_Exercise requirements_
Work through the data below line by line and say how many lines hold "GateRejection"; give only the number.

───

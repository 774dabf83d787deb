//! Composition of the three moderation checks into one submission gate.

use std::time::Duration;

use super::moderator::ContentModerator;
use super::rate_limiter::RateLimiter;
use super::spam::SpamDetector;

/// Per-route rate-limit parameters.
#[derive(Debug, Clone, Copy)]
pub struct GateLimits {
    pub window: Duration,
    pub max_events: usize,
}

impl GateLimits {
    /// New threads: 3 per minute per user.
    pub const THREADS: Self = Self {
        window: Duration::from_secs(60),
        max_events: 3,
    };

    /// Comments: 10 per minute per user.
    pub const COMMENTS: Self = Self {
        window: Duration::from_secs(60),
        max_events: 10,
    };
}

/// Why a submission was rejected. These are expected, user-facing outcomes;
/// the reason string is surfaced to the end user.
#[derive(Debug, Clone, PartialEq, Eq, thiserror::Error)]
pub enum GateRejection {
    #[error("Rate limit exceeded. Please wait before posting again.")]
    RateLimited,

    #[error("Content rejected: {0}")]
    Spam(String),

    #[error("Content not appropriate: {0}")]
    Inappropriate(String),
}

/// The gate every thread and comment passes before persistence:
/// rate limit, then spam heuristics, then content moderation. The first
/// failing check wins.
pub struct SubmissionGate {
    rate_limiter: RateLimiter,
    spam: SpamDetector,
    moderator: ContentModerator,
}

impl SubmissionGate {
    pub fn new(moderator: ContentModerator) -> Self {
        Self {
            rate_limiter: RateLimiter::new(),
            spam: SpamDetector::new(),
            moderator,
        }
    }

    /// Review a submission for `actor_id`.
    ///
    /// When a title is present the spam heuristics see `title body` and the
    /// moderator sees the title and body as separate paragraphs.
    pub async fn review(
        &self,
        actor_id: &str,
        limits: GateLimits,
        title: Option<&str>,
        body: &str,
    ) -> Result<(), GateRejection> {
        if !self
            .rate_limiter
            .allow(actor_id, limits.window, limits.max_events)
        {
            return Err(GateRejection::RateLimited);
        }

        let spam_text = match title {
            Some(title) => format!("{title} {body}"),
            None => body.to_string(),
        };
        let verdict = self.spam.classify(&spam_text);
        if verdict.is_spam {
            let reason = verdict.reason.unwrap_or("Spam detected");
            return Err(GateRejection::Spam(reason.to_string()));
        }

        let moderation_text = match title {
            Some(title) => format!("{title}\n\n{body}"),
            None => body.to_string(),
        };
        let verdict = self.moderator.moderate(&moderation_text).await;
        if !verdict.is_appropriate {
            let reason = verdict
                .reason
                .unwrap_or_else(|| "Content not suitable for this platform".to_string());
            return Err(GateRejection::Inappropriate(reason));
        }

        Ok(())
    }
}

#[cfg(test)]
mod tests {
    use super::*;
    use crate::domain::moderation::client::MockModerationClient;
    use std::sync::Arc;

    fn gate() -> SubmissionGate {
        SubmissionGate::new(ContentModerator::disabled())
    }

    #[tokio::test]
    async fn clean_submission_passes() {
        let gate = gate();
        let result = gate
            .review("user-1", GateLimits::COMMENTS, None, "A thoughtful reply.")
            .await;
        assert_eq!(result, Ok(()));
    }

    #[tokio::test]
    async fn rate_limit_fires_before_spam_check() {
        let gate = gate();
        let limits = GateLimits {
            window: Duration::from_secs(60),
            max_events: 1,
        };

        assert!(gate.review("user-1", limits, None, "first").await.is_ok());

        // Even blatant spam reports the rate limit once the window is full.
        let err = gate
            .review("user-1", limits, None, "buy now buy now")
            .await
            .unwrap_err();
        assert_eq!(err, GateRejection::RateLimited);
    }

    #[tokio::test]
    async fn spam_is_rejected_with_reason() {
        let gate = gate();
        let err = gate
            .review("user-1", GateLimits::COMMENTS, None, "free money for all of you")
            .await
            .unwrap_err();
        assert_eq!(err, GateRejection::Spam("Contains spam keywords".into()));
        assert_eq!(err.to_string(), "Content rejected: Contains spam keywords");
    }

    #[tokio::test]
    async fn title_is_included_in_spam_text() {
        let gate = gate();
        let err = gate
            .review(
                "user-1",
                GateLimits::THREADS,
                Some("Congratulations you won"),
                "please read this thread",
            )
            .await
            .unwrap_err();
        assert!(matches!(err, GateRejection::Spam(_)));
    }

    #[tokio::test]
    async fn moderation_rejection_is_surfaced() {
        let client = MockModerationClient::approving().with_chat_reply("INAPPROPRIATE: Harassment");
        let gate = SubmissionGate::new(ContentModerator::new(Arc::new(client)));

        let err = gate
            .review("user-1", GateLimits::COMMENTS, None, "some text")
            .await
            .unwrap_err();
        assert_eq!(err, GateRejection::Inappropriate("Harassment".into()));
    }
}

───

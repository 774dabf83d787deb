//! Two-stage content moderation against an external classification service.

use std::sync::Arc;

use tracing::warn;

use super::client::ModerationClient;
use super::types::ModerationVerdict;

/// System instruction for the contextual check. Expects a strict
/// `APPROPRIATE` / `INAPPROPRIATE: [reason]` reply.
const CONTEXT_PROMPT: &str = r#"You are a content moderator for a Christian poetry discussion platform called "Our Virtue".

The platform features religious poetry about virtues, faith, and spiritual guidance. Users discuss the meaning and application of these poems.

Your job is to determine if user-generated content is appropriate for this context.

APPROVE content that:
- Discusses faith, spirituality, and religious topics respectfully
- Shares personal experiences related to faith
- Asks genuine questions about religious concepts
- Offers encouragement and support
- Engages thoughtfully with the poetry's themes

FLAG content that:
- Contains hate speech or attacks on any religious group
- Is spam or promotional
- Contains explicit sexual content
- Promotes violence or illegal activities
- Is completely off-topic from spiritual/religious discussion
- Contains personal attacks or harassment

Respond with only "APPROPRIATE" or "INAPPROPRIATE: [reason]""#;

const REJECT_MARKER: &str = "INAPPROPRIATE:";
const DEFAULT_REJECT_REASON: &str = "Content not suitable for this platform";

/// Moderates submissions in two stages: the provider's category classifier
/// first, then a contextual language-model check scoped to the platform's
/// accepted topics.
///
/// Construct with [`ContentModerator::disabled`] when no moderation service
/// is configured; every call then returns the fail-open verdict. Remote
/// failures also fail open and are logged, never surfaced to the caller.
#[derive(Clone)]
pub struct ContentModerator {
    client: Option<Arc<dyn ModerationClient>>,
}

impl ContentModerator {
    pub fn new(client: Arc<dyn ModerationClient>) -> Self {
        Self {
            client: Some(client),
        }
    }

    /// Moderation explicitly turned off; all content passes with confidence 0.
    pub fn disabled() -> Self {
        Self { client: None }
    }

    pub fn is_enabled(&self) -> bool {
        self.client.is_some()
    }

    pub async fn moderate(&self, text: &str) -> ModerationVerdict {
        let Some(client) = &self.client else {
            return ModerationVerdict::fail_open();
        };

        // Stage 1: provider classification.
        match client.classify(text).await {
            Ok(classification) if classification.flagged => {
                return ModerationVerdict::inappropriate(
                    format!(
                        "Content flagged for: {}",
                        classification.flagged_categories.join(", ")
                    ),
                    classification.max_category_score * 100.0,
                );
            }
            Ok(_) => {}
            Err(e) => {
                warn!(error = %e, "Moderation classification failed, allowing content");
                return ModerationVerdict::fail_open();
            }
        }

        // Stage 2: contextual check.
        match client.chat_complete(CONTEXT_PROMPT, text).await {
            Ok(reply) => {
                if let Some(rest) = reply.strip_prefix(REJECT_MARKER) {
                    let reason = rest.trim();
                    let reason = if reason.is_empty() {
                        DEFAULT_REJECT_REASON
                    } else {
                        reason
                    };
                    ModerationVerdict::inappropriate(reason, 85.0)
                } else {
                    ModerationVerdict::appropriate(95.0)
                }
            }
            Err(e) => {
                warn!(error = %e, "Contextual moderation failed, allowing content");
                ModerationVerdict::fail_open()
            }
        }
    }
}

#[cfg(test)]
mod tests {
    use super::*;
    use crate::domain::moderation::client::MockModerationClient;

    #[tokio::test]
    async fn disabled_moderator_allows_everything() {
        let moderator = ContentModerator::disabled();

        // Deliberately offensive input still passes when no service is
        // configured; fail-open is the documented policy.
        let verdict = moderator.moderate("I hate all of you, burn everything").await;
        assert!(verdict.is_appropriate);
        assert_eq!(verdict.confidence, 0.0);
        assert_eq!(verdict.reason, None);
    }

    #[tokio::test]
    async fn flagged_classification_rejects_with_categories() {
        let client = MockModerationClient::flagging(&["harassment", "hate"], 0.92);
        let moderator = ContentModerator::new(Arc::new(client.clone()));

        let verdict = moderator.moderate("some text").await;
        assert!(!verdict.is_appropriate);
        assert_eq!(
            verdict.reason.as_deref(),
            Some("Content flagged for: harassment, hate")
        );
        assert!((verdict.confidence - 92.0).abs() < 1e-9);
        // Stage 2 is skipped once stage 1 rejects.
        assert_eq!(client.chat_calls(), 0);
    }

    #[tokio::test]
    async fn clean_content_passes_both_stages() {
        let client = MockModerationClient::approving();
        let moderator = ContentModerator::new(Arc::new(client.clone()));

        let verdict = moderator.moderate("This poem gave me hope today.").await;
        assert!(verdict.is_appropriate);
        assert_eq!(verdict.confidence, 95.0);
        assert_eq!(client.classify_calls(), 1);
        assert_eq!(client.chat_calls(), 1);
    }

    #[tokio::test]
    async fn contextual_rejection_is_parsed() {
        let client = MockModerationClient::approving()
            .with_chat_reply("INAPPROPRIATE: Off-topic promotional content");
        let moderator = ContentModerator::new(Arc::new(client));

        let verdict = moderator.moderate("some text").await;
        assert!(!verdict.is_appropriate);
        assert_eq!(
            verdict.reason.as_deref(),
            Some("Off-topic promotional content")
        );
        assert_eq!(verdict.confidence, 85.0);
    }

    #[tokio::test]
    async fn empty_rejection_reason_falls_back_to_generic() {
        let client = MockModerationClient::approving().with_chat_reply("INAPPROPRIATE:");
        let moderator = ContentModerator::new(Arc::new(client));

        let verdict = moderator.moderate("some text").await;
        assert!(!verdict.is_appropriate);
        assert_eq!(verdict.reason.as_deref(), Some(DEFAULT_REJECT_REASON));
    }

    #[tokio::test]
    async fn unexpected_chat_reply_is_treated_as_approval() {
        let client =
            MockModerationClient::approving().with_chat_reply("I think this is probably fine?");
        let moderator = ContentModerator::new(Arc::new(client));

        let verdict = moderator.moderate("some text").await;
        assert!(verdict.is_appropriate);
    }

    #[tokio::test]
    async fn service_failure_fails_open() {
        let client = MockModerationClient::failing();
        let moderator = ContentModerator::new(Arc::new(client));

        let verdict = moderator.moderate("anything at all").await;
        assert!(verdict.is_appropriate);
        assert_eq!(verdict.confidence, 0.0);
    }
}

───

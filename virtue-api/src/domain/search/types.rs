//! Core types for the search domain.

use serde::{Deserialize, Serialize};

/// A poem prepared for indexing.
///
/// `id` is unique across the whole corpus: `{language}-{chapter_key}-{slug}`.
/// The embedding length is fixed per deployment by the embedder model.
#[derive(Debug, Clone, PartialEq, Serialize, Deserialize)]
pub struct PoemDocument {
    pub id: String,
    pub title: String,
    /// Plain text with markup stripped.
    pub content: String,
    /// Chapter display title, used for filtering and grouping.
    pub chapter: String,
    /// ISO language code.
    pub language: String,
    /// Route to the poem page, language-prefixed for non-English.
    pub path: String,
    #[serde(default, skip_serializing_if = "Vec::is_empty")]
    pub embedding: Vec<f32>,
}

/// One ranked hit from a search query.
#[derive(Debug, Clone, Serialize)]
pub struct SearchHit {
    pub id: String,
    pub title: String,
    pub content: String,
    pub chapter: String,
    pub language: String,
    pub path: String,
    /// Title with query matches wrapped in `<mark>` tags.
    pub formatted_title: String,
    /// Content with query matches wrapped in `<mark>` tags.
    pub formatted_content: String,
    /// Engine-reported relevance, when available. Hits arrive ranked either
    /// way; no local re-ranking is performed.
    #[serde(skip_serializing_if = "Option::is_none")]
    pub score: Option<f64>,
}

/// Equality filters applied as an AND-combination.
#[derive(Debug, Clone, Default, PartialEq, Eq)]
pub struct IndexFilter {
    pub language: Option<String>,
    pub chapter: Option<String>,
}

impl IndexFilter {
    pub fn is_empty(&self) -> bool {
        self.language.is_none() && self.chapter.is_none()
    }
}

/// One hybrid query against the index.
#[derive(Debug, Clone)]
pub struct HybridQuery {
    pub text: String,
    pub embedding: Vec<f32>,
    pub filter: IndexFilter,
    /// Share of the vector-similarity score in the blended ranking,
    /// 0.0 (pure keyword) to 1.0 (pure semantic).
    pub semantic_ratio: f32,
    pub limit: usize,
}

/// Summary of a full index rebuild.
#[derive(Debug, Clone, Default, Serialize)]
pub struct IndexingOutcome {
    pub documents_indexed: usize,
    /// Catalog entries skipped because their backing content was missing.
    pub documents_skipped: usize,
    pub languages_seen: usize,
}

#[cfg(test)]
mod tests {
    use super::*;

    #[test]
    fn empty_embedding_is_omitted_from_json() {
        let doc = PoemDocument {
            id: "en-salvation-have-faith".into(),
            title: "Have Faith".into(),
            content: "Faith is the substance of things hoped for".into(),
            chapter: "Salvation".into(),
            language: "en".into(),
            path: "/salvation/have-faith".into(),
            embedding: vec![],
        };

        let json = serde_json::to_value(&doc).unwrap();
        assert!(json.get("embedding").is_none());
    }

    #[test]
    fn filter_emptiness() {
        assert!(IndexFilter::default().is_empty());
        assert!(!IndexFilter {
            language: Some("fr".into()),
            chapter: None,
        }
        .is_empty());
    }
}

───

_Exercise output_
9